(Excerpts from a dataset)

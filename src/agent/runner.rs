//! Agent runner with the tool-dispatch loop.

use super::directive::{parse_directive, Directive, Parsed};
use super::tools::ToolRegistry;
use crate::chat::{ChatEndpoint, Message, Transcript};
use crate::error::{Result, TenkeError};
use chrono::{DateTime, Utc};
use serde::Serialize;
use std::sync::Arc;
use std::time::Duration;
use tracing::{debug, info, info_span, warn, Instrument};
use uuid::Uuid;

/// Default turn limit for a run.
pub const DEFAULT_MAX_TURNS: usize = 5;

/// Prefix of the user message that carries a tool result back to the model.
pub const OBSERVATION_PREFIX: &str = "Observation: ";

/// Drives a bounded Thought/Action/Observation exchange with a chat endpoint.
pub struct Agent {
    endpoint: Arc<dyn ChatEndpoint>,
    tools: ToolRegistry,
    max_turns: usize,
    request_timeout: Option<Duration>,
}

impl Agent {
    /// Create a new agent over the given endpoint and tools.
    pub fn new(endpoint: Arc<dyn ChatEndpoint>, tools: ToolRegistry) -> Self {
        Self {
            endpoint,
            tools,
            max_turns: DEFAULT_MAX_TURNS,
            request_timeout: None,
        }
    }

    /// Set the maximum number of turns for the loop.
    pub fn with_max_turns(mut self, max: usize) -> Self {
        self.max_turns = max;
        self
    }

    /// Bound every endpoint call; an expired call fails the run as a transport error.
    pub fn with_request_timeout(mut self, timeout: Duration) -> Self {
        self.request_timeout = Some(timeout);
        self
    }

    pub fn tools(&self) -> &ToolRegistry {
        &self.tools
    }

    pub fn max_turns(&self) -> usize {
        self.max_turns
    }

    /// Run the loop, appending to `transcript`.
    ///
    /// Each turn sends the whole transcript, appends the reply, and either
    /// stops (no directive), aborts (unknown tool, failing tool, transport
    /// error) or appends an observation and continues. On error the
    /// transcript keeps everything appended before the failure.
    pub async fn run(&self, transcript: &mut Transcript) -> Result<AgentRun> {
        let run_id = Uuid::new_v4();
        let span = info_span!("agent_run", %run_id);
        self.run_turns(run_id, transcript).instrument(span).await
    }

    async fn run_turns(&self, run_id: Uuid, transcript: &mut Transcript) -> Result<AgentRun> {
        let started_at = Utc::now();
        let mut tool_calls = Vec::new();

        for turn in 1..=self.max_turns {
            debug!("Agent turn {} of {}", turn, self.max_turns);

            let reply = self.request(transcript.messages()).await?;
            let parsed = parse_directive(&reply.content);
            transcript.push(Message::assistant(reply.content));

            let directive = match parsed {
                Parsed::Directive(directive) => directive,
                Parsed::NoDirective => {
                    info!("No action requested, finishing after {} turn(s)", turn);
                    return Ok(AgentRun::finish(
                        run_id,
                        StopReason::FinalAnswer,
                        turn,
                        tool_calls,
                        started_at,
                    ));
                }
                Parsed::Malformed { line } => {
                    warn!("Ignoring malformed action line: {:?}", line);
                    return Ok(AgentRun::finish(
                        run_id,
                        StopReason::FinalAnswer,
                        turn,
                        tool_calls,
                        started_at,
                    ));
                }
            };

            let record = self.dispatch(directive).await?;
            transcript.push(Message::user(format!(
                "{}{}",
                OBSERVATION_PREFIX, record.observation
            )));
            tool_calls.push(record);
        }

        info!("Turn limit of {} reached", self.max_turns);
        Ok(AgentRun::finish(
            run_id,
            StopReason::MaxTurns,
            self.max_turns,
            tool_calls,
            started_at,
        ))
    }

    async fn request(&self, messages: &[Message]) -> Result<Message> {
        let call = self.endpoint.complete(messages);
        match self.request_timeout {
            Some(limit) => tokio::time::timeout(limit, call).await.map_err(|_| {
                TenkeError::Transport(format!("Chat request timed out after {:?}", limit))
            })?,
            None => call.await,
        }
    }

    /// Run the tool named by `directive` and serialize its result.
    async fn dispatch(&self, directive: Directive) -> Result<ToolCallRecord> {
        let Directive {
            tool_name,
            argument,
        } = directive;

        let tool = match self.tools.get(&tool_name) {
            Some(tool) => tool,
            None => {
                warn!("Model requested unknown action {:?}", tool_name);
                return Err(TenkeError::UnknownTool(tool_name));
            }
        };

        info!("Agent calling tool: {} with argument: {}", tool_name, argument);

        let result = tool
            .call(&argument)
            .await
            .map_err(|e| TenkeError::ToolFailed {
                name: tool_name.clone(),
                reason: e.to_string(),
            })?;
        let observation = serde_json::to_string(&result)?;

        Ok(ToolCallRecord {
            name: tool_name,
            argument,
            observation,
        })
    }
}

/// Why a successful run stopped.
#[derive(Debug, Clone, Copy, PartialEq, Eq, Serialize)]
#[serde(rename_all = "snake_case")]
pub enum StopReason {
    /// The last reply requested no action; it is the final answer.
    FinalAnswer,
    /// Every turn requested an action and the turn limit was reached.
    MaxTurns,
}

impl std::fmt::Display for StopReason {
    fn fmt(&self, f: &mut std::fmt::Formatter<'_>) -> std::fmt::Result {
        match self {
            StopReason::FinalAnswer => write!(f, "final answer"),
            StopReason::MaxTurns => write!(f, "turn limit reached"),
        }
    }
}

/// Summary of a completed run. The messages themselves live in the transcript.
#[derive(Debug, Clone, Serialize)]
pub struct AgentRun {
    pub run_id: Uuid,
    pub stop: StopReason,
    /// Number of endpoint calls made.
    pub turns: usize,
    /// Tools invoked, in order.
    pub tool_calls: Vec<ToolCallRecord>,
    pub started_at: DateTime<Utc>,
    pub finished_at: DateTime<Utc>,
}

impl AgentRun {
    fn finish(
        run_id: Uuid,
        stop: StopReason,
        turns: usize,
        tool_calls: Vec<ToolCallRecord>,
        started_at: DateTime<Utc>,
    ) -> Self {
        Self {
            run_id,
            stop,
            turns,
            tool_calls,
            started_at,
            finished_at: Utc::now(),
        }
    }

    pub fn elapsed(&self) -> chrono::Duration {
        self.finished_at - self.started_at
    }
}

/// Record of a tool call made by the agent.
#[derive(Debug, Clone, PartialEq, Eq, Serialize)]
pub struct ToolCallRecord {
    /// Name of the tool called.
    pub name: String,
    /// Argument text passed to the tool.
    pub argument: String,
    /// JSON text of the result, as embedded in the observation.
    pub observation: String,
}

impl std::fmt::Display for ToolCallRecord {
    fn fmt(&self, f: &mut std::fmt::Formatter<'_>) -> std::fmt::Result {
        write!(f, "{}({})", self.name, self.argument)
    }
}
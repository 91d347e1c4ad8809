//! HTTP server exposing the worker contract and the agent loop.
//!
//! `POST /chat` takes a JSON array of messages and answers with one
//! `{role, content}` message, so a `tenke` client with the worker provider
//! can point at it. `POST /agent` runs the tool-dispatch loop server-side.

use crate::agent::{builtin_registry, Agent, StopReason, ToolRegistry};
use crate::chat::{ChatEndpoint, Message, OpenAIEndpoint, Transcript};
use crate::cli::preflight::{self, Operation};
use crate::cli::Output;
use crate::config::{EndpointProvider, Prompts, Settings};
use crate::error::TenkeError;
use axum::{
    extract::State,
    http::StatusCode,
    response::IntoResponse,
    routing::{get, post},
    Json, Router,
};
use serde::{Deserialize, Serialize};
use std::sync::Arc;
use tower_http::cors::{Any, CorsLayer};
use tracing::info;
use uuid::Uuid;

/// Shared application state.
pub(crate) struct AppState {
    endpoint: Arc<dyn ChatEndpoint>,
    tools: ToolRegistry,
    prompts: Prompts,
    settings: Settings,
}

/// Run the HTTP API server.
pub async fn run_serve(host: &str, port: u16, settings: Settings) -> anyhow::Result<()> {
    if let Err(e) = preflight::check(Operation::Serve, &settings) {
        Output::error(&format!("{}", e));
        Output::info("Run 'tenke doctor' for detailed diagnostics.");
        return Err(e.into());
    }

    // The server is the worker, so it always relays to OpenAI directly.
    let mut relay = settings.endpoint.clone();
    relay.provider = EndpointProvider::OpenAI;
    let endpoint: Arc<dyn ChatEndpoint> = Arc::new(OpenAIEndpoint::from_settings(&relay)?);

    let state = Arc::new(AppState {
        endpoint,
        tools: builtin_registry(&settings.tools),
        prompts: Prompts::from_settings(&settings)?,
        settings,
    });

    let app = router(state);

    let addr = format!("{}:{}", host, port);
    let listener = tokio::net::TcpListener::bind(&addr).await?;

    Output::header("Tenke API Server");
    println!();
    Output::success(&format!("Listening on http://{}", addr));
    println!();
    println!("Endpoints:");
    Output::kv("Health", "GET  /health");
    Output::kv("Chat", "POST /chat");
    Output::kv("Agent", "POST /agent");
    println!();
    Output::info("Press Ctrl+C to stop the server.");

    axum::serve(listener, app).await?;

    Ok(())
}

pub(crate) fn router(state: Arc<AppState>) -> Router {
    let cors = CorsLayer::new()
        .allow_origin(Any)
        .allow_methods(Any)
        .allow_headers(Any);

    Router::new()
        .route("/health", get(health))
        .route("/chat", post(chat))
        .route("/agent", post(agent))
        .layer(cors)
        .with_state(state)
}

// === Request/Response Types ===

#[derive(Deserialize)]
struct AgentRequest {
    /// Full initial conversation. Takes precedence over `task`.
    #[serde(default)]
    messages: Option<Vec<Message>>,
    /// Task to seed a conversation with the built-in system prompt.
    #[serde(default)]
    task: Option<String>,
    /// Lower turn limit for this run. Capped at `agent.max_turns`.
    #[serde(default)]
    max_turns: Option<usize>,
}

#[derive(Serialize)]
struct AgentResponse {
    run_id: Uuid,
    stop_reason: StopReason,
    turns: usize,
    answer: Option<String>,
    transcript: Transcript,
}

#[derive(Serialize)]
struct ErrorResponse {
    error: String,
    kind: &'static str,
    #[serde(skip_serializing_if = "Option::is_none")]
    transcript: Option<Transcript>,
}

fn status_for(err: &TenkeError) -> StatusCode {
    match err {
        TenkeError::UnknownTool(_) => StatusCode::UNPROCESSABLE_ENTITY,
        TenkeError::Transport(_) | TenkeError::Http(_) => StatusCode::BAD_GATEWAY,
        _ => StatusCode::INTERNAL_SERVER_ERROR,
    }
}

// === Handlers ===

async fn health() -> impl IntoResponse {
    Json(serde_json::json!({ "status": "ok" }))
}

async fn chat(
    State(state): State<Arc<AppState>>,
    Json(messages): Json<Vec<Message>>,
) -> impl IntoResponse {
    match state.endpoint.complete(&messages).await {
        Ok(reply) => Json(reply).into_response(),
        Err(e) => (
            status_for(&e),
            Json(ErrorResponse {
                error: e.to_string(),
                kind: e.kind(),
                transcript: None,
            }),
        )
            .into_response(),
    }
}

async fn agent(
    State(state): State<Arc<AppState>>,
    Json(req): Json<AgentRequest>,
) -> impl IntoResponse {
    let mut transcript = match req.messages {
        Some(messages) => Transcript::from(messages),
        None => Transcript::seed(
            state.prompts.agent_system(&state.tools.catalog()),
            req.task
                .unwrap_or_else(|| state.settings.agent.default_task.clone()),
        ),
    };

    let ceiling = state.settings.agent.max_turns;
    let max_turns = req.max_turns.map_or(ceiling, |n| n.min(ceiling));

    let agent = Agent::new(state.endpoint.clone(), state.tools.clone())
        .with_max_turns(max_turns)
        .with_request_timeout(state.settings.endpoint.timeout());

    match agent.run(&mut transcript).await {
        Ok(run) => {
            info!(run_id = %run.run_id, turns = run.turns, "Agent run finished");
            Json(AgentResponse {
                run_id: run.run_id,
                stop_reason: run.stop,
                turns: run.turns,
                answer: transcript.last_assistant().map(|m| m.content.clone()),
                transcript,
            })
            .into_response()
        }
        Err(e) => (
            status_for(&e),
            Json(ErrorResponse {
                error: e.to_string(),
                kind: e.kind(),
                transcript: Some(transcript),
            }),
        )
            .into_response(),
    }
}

* **Task prompt**
Look through the records above and please copy every line in which the string "UnknownTool" occurs.

* **Answer to this task**
                return Err(TenkeError::UnknownTool(tool_name));
        TenkeError::UnknownTool(_) => StatusCode::UNPROCESSABLE_ENTITY,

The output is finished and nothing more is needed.